A more inclusive tech interview
Our goal at Neo is to identify America’s most promising CS students and help them become tomorrow’s tech leaders. This year, we’re rethinking the tech interview, making it more personalized and equitable: you choose how you’re assessed.
For decades, tech job applicants have performed a problem-solving ritual known as the “coding interview.” I still remember the adrenaline and exhilaration of my first Microsoft interviews in 1991.
Today, coding interviews are ubiquitous and are one reason for the industry’s lack of diversity. They effectively select for a certain type of candidate. These interviews are also time-consuming, inducing candidates to apply to fewer companies and favor corporate giants.
Solving puzzles under pressure shouldn’t be the only way to prove your potential. Tech is inherently a creative endeavor, and creative people don’t conform.
Choose how you’re assessed.
Are you a stellar CS student with a fascination for startups? Apply now to become a Neo Scholar:
Join our diverse mentorship community. Meet top CS students, engineering leaders, and tech icons. Get lifelong support and pay it forward by helping others.
Work at an awesome startup. Meet 1:1 with leaders of top startups curated just for you. Attend a personalized career fair and get fast-tracked in job interviews.
Start your own company. We’ll support you unconditionally. Count on Neo for funding, mentorship, connections, and recruiting support.
Last year, we tackled the wasteful redundancy of coding interviews. Our track record of identifying exceptional Neo Scholars since 2017 convinced top startups such as Figma, Nuro, Ramp, and Scale to fast-track candidates who passed our screening, saving time for interviewers and candidates alike. This changed the game in favor of entrepreneurial paths.
This year, we’ve revamped our screening process to promote inclusivity. We still conduct a rigorous technical evaluation, while letting you put your best foot forward by choosing topics and formats.
No single test is perfect, especially for forecasting a person’s potential. Standardized tests, while they equalize access and establish metrics for merit, can introduce unintended bias, miss strong candidates, and reduce diversity.
To get the benefits of standardized testing without the downsides, we let you pick between two tests, Byteboard and CodeSignal, each of which supports multiple programming languages. We also invite you to augment your test performance in multiple ways.
If you advance to a second-round interview, we let you specify your field of expertise for a problem-solving challenge. Alternatively, walk us through your prior work and explain the code to us. We’ll try to match you with a veteran interviewer, drawing from our diverse community of tech leaders.
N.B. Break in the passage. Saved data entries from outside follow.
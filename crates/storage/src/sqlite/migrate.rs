use chrono::Utc;
use sqlx::SqlitePool;

use super::SqliteInitError;

/// Runs a single, consolidated migration for the current schema.
///
/// The question bank is one table; plain `INTEGER PRIMARY KEY` means a
/// fully cleared table hands out row ids from 1 again.
pub async fn run_migrations(pool: &SqlitePool) -> Result<(), SqliteInitError> {
    async fn is_applied(pool: &SqlitePool, version: i64) -> Result<bool, sqlx::Error> {
        let row = sqlx::query("SELECT 1 FROM schema_migrations WHERE version = ?1")
            .bind(version)
            .fetch_optional(pool)
            .await?;
        Ok(row.is_some())
    }

    sqlx::query(
        r"
            CREATE TABLE IF NOT EXISTS schema_migrations (
                version INTEGER PRIMARY KEY,
                applied_at TEXT NOT NULL
            );
            ",
    )
    .execute(pool)
    .await?;

    // Version 1: full schema.
    if !is_applied(pool, 1).await? {
        let mut tx = pool.begin().await?;

        sqlx::query(
            r"
                CREATE TABLE IF NOT EXISTS questions (
                    id INTEGER PRIMARY KEY,
                    question_text TEXT NOT NULL,
                    answer_text TEXT NOT NULL
                );
            ",
        )
        .execute(&mut *tx)
        .await?;

        sqlx::query(
            r"
                INSERT INTO schema_migrations (version, applied_at)
                VALUES (?1, ?2)
                ON CONFLICT(version) DO NOTHING
            ",
        )
        .bind(1_i64)
        .bind(Utc::now())
        .execute(&mut *tx)
        .await?;

        tx.commit().await?;
        log::info!("applied question bank schema (version 1)");
    }

    Ok(())
}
To give you this personalized experience, we shoulder the complex burden of calibrating across many different assessments. It won’t be an exact science, and we expect to make mistakes and learn. We welcome feedback and encourage others to consider these ideas and improve on them.
Throughout my career, and especially since starting Neo in 2017, I’ve interviewed hundreds of candidates. While I try to attune to each individual’s unique strengths, such a personal touch is difficult to scale. I’m optimistic that our new process will bring a new level of personalization and adaptability to the tech interview, selecting for merit while promoting diversity and fairness.